Collected data entries:
□ □ □
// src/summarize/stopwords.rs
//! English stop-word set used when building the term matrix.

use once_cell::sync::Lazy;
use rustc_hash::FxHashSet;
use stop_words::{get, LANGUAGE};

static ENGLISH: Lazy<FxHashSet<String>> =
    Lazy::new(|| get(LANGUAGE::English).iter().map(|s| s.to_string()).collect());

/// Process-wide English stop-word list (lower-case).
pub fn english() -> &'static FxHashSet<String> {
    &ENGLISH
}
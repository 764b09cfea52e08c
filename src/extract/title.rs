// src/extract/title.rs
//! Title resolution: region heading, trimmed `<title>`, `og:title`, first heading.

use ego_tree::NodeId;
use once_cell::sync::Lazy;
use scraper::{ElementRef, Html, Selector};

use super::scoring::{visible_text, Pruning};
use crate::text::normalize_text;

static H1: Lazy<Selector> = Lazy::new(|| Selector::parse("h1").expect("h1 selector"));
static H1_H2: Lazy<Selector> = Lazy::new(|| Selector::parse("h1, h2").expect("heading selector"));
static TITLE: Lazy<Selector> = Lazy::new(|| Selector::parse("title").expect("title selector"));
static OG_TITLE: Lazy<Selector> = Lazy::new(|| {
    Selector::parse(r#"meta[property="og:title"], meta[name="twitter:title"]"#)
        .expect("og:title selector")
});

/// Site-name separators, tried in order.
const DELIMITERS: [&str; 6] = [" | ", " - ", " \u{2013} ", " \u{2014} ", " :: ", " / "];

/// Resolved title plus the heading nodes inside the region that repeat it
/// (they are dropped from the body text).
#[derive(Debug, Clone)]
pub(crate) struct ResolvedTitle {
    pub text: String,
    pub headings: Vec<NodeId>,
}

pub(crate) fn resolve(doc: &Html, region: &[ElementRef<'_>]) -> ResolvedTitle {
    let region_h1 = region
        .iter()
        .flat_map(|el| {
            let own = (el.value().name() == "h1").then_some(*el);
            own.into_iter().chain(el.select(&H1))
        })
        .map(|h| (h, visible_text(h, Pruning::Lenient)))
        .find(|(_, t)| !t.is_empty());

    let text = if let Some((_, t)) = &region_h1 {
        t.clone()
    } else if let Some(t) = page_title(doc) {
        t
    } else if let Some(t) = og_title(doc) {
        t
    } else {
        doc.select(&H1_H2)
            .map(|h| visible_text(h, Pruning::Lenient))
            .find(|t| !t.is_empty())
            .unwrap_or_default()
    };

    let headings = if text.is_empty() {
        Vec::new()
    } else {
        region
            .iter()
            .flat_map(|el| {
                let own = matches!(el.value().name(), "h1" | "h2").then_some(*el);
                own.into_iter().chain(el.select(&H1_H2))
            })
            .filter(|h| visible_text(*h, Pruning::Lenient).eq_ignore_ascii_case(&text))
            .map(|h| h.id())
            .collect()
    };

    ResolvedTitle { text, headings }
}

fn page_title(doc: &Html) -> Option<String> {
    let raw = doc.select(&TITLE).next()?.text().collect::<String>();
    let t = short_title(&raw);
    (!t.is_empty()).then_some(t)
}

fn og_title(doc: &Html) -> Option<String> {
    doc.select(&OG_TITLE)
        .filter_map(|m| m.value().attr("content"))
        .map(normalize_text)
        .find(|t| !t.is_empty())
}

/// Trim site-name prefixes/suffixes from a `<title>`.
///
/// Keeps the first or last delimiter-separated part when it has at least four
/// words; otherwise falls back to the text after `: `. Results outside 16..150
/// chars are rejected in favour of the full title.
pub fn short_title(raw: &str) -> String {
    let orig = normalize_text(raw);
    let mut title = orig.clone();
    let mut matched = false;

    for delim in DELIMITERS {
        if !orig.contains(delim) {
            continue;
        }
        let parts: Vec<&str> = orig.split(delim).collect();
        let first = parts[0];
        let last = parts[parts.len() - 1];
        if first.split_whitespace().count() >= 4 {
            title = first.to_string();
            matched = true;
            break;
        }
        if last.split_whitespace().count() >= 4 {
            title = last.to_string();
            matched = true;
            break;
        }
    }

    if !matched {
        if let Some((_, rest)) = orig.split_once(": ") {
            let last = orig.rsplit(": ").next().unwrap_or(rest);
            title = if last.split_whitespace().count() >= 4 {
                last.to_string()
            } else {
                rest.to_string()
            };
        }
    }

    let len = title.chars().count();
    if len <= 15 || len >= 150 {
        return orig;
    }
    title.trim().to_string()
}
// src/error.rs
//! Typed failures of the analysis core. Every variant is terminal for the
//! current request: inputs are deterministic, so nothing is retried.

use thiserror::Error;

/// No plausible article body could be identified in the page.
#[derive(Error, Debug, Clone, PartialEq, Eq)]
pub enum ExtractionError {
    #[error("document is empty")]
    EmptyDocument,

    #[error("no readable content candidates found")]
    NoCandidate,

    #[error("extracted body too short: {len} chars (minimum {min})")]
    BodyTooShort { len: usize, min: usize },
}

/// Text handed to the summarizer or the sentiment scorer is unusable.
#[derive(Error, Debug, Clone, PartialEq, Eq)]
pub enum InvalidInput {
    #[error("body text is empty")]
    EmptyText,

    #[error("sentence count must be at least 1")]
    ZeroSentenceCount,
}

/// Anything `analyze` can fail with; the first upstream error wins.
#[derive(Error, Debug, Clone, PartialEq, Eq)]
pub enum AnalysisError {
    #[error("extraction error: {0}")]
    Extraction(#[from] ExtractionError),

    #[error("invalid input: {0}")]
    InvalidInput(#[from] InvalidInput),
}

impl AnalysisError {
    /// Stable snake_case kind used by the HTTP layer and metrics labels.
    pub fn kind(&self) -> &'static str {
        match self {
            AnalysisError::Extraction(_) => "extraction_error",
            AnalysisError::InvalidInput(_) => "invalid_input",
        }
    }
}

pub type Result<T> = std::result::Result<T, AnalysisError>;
□ □ □
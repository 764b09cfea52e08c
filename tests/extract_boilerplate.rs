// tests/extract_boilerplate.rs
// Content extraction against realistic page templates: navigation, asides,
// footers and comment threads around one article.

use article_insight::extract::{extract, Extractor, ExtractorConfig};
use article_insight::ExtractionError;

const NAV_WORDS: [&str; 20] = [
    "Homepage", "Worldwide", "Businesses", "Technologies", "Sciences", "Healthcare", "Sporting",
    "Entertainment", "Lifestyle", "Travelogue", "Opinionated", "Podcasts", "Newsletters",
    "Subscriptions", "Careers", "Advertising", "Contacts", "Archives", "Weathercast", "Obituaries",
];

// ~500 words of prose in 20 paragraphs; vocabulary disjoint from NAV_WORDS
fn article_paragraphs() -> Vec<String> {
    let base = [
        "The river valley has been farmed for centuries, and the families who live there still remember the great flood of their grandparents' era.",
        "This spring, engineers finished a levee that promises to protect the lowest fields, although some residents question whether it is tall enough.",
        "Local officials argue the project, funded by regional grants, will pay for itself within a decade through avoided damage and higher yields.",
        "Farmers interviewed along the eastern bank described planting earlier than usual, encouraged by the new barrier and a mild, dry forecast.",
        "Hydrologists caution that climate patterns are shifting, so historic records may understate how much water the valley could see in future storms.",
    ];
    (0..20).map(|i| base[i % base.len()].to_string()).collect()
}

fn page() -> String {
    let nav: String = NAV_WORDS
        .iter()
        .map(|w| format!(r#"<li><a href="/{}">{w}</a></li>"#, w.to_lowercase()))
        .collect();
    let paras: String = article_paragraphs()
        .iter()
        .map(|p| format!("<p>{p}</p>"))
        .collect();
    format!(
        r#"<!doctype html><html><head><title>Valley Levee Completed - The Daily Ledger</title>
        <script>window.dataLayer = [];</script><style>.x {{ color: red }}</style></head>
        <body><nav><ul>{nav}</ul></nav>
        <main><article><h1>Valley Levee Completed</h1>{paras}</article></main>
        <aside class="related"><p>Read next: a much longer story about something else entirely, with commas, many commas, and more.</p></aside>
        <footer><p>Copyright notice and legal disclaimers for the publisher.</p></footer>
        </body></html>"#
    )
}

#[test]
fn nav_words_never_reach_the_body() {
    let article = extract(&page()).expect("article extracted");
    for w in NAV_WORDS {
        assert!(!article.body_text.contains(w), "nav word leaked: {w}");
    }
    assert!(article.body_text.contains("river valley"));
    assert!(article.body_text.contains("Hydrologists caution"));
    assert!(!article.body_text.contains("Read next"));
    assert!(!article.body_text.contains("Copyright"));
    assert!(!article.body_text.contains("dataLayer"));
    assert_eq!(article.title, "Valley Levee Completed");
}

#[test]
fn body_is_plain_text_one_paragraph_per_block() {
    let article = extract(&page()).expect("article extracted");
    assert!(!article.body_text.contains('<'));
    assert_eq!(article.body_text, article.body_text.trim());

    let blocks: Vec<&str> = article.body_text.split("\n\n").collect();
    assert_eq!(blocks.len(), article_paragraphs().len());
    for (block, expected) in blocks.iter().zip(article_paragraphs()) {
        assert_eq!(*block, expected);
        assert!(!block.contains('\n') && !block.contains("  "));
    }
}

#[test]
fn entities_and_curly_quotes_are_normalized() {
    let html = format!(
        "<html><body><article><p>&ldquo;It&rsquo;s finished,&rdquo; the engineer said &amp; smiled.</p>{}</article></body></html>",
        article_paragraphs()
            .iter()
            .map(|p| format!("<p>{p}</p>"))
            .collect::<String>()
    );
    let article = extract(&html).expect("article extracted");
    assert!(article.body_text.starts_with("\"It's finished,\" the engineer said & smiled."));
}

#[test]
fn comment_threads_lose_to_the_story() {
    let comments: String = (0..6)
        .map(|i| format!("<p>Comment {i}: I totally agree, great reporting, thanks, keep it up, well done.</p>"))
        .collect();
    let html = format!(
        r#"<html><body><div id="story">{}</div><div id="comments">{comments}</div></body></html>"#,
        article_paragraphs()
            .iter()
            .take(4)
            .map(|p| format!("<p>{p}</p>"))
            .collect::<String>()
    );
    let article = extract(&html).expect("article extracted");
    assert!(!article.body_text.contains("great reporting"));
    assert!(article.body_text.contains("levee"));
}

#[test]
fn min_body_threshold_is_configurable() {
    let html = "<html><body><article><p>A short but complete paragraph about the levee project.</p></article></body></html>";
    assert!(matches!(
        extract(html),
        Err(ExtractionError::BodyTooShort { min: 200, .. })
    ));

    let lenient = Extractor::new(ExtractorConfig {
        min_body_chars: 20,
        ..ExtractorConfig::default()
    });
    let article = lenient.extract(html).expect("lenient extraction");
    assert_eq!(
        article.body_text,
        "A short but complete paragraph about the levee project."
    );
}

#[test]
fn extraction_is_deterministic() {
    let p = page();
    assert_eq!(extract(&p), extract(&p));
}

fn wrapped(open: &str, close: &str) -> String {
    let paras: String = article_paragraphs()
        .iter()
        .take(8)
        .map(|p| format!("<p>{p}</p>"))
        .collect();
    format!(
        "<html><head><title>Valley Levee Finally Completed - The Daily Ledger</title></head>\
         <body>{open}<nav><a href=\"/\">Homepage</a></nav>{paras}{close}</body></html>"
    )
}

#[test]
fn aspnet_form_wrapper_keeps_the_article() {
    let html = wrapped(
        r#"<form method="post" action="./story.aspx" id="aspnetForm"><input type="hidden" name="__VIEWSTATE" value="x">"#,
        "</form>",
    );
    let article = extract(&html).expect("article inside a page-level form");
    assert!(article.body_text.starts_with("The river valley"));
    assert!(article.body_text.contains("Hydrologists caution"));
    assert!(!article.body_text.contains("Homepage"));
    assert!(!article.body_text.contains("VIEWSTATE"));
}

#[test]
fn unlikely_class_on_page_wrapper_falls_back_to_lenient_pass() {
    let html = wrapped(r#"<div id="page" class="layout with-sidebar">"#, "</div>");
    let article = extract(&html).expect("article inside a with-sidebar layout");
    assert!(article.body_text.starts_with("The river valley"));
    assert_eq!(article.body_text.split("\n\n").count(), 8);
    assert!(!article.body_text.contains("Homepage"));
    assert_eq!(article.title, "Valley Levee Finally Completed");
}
□ □ □
» Your task: Out of the data above, transcribe exactly and only the lines starting with the line that has "fn wrapped(open: &str, close: &str)" and going on through the line that has "inside a with-sidebar", both included.

» Exercise response:
fn wrapped(open: &str, close: &str) -> String {
    let paras: String = article_paragraphs()
        .iter()
        .take(8)
        .map(|p| format!("<p>{p}</p>"))
        .collect();
    format!(
        "<html><head><title>Valley Levee Finally Completed - The Daily Ledger</title></head>\
         <body>{open}<nav><a href=\"/\">Homepage</a></nav>{paras}{close}</body></html>"
    )
}

#[test]
fn aspnet_form_wrapper_keeps_the_article() {
    let html = wrapped(
        r#"<form method="post" action="./story.aspx" id="aspnetForm"><input type="hidden" name="__VIEWSTATE" value="x">"#,
        "</form>",
    );
    let article = extract(&html).expect("article inside a page-level form");
    assert!(article.body_text.starts_with("The river valley"));
    assert!(article.body_text.contains("Hydrologists caution"));
    assert!(!article.body_text.contains("Homepage"));
    assert!(!article.body_text.contains("VIEWSTATE"));
}

#[test]
fn unlikely_class_on_page_wrapper_falls_back_to_lenient_pass() {
    let html = wrapped(r#"<div id="page" class="layout with-sidebar">"#, "</div>");
    let article = extract(&html).expect("article inside a with-sidebar layout");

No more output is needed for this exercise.